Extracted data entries
▬▬▬▬▬▬▬▬▬▬
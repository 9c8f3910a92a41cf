//! metrix gRPC API
//!
//! The protobuf definitions are in `proto/metrics.proto` and code-generated
//! via `tonic-build`. This crate also converts between wire messages and
//! the `metrix-core` metric model.

pub mod metrics {
    pub mod v1 {
        tonic::include_proto!("metrics.v1");
    }
}

pub use metrics::v1::*;

use metrix_core::metric::{MetricError, MetricKind, MetricRecord, MetricValue};

/// Metadata key carrying the integrity tag (gRPC keys are lowercase).
pub const HASH_METADATA: &str = "hashsha256";
/// Metadata key carrying the agent's address.
pub const REAL_IP_METADATA: &str = "x-real-ip";

impl From<MetricKind> for MetricType {
    fn from(kind: MetricKind) -> Self {
        match kind {
            MetricKind::Gauge => MetricType::Gauge,
            MetricKind::Counter => MetricType::Counter,
        }
    }
}

pub fn kind_from_wire(raw: i32) -> Result<MetricKind, MetricError> {
    match MetricType::try_from(raw) {
        Ok(MetricType::Gauge) => Ok(MetricKind::Gauge),
        Ok(MetricType::Counter) => Ok(MetricKind::Counter),
        _ => Err(MetricError::UnknownKind(raw.to_string())),
    }
}

impl Metric {
    pub fn from_value(id: impl Into<String>, value: MetricValue) -> Self {
        MetricRecord::new(id, value).into()
    }
}

impl From<MetricRecord> for Metric {
    fn from(r: MetricRecord) -> Self {
        Metric {
            id: r.id,
            r#type: MetricType::from(r.kind) as i32,
            value: r.value,
            delta: r.delta,
        }
    }
}

impl TryFrom<Metric> for MetricRecord {
    type Error = MetricError;

    fn try_from(m: Metric) -> Result<Self, Self::Error> {
        Ok(MetricRecord {
            kind: kind_from_wire(m.r#type)?,
            id: m.id,
            value: m.value,
            delta: m.delta,
        })
    }
}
▬▬▬▬▬▬▬▬▬▬
Action item:
Whenever a line of the data includes the word "gRPC", show that line in full.

Result below:
//! metrix gRPC API
/// Metadata key carrying the integrity tag (gRPC keys are lowercase).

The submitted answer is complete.